• **What you have to do**
Once you find the line containing "filename crates/dbrestore-backup/src/files.rs" in the data below, copy it and each following line exactly, up to and including the line containing "pub fn table_file_path(dir: &Path, table: &str)", and nothing else.

• **Working data**
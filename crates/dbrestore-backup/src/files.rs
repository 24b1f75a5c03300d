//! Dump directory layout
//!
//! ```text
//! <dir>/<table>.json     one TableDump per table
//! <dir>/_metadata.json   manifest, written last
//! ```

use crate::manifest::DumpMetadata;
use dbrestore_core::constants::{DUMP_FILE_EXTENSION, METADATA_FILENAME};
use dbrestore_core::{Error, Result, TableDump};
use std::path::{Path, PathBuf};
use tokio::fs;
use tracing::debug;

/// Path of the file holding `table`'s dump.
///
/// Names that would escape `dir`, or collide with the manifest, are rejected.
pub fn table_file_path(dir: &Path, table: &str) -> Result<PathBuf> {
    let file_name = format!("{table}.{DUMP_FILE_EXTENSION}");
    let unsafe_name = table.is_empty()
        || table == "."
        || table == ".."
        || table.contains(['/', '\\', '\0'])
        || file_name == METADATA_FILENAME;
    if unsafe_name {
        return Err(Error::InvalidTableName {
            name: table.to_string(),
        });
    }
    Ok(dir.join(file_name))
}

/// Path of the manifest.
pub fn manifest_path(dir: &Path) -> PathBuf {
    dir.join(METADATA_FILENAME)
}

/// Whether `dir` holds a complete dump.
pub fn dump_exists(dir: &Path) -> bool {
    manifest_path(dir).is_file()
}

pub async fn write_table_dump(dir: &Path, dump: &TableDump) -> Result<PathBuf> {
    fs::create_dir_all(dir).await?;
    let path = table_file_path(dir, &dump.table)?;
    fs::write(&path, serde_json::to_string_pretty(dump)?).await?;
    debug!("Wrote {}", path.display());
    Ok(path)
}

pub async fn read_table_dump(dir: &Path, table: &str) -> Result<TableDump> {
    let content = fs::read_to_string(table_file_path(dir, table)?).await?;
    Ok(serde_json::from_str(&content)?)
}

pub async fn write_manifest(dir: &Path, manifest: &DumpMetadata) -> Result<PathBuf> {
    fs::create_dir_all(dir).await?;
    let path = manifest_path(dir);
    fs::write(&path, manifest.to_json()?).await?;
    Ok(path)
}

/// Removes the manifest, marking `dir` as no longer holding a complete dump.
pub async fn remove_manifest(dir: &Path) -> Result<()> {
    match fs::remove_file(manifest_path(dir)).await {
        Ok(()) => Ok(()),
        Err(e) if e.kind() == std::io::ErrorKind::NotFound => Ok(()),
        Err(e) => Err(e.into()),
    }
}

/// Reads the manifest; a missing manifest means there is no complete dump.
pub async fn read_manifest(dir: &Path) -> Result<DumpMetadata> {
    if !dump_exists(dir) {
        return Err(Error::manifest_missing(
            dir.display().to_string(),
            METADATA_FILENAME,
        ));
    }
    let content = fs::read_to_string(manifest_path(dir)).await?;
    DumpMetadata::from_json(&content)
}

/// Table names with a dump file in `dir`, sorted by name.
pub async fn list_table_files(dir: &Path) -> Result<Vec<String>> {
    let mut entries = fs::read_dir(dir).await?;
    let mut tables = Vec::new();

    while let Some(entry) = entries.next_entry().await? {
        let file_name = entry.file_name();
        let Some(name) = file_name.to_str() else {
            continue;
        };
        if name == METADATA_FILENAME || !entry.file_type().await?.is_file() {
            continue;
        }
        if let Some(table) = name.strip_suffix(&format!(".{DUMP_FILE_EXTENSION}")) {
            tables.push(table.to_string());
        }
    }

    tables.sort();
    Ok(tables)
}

...

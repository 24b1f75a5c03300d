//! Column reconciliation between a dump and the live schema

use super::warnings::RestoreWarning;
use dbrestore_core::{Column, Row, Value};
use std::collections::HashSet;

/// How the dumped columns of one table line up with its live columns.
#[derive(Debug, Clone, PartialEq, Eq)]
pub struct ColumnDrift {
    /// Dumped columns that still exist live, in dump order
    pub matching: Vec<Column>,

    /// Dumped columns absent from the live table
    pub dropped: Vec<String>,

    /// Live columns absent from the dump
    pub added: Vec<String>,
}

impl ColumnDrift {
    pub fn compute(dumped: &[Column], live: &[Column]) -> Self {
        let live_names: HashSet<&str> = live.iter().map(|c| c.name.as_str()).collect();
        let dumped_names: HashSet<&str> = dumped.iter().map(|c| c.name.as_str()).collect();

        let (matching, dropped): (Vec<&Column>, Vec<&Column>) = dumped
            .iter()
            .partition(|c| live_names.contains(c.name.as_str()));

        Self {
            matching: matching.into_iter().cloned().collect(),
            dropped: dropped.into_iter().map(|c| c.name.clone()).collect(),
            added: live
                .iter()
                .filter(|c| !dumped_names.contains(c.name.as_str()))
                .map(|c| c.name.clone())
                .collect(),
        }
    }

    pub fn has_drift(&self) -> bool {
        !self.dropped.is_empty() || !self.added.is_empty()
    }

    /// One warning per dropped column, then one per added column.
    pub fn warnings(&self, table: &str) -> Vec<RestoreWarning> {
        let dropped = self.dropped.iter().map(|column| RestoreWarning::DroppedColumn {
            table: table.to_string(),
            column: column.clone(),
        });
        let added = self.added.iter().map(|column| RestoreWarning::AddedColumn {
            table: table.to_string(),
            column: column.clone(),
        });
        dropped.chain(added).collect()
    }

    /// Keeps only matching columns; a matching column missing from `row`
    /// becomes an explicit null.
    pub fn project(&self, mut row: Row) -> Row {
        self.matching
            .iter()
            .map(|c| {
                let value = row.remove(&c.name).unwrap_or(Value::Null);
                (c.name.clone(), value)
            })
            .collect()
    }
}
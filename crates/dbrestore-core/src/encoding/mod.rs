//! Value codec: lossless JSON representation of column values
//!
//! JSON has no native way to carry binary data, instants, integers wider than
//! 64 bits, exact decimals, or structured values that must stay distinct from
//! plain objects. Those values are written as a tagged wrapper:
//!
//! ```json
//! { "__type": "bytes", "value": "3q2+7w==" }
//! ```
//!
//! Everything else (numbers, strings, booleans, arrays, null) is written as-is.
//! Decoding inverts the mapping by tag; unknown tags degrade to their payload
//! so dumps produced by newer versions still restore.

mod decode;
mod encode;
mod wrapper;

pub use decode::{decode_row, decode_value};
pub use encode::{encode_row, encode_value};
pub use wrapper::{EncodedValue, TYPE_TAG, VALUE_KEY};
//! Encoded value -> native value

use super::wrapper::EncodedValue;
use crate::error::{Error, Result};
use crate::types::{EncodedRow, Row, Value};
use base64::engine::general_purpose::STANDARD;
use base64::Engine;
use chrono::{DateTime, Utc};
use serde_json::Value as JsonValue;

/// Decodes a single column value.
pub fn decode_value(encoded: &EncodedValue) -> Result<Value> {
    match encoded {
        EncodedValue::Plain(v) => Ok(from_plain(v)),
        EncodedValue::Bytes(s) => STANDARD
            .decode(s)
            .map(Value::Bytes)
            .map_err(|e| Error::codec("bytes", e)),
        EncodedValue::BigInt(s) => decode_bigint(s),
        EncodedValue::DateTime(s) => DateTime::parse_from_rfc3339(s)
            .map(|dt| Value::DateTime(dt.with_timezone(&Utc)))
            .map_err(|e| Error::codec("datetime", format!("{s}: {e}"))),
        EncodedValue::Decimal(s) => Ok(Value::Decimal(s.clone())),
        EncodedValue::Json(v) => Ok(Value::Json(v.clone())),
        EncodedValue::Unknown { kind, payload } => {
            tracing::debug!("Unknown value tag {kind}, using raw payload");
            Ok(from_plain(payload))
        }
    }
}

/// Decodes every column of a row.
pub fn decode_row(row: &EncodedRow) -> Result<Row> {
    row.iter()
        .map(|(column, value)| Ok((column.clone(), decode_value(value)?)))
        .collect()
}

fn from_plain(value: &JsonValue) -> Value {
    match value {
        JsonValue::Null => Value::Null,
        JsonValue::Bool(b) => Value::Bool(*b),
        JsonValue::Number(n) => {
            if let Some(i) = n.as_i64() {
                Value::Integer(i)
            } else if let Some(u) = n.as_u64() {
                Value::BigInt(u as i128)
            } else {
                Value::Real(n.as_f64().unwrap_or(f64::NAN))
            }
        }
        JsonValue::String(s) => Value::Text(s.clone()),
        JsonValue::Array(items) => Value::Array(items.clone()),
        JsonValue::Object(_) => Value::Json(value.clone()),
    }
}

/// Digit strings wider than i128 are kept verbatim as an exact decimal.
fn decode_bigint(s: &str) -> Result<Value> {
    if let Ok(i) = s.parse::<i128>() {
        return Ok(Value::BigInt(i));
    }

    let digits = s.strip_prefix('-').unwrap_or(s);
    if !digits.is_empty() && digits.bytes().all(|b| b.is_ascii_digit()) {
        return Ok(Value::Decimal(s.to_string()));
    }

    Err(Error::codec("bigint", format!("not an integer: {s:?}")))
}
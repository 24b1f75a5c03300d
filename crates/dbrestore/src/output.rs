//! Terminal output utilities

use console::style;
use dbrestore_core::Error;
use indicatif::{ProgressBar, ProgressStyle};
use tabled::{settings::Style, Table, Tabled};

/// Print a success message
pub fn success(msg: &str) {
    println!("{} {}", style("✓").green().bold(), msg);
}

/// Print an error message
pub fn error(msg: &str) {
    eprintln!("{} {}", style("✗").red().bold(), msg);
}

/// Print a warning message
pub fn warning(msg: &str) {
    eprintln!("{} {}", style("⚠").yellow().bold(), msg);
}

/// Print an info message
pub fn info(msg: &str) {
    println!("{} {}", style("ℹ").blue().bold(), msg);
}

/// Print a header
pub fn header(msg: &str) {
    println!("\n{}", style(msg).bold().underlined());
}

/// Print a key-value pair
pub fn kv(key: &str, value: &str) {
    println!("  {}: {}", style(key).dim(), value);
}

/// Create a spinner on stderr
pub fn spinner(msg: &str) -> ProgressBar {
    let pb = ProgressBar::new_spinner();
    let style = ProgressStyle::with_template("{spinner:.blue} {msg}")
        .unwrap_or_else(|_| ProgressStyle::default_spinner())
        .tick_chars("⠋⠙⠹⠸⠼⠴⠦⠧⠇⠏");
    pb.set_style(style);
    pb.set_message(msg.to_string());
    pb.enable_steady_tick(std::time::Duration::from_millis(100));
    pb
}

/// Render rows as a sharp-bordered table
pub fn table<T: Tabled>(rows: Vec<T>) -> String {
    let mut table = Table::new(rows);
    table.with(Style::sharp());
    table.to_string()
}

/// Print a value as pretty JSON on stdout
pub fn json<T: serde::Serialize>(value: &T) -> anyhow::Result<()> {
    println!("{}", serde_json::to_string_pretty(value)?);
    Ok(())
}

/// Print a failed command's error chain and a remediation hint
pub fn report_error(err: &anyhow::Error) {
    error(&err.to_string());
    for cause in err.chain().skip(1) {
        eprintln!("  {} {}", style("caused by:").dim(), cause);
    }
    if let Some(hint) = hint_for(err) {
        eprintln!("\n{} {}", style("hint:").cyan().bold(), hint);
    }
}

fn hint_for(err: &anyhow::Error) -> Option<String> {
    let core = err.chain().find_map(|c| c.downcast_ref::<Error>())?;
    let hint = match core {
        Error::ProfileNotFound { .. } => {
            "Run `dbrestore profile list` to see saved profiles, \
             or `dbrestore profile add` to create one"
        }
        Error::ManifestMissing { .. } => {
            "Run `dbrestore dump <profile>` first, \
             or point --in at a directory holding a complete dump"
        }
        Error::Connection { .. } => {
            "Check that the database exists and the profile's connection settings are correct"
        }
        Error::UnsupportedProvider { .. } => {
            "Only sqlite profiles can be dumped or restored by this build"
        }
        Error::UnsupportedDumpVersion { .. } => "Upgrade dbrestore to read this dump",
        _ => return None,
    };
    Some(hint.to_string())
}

==

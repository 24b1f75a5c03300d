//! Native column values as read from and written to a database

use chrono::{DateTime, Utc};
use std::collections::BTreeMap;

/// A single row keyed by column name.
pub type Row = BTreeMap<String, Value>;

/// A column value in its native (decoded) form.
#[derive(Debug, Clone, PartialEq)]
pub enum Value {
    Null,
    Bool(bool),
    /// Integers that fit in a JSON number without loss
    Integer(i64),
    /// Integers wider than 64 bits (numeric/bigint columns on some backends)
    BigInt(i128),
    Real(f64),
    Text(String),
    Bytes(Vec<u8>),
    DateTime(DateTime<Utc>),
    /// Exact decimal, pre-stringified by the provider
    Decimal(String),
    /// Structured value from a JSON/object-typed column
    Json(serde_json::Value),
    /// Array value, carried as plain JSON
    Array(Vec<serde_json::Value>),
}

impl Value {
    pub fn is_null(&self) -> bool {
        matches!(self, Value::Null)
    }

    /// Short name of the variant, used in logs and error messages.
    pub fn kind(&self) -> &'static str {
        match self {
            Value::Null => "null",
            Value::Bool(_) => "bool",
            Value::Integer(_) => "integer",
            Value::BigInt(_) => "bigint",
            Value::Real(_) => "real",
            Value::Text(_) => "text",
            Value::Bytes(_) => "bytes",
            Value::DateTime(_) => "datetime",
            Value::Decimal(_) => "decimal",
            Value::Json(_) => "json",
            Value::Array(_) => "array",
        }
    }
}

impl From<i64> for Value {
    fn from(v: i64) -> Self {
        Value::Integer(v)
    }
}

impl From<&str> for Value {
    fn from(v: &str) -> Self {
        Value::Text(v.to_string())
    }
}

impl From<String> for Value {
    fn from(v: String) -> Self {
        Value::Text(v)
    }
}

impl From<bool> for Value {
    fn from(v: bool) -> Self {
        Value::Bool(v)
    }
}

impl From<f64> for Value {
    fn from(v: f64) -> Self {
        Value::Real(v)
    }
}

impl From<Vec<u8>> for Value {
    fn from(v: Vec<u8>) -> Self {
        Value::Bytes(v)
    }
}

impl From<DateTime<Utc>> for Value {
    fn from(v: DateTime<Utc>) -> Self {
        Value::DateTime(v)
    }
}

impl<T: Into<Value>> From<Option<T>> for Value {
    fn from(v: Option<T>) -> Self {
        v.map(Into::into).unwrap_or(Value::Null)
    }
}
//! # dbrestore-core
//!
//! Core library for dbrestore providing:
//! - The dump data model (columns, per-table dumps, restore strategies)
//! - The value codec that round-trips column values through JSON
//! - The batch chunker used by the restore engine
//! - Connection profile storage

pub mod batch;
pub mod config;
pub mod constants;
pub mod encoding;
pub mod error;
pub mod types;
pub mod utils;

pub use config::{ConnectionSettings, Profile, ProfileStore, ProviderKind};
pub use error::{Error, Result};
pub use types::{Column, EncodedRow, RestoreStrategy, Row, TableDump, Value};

• **Output of the exercise**
filename crates/dbrestore-backup/src/files.rs
repository 24b1f75a5c03300d
//! Dump directory layout
//!
//! ```text
//! <dir>/<table>.json     one TableDump per table
//! <dir>/_metadata.json   manifest, written last
//! ```

use crate::manifest::DumpMetadata;
use dbrestore_core::constants::{DUMP_FILE_EXTENSION, METADATA_FILENAME};
use dbrestore_core::{Error, Result, TableDump};
use std::path::{Path, PathBuf};
use tokio::fs;
use tracing::debug;

/// Path of the file holding `table`'s dump.
///
/// Names that would escape `dir`, or collide with the manifest, are rejected.
pub fn table_file_path(dir: &Path, table: &str) -> Result<PathBuf> {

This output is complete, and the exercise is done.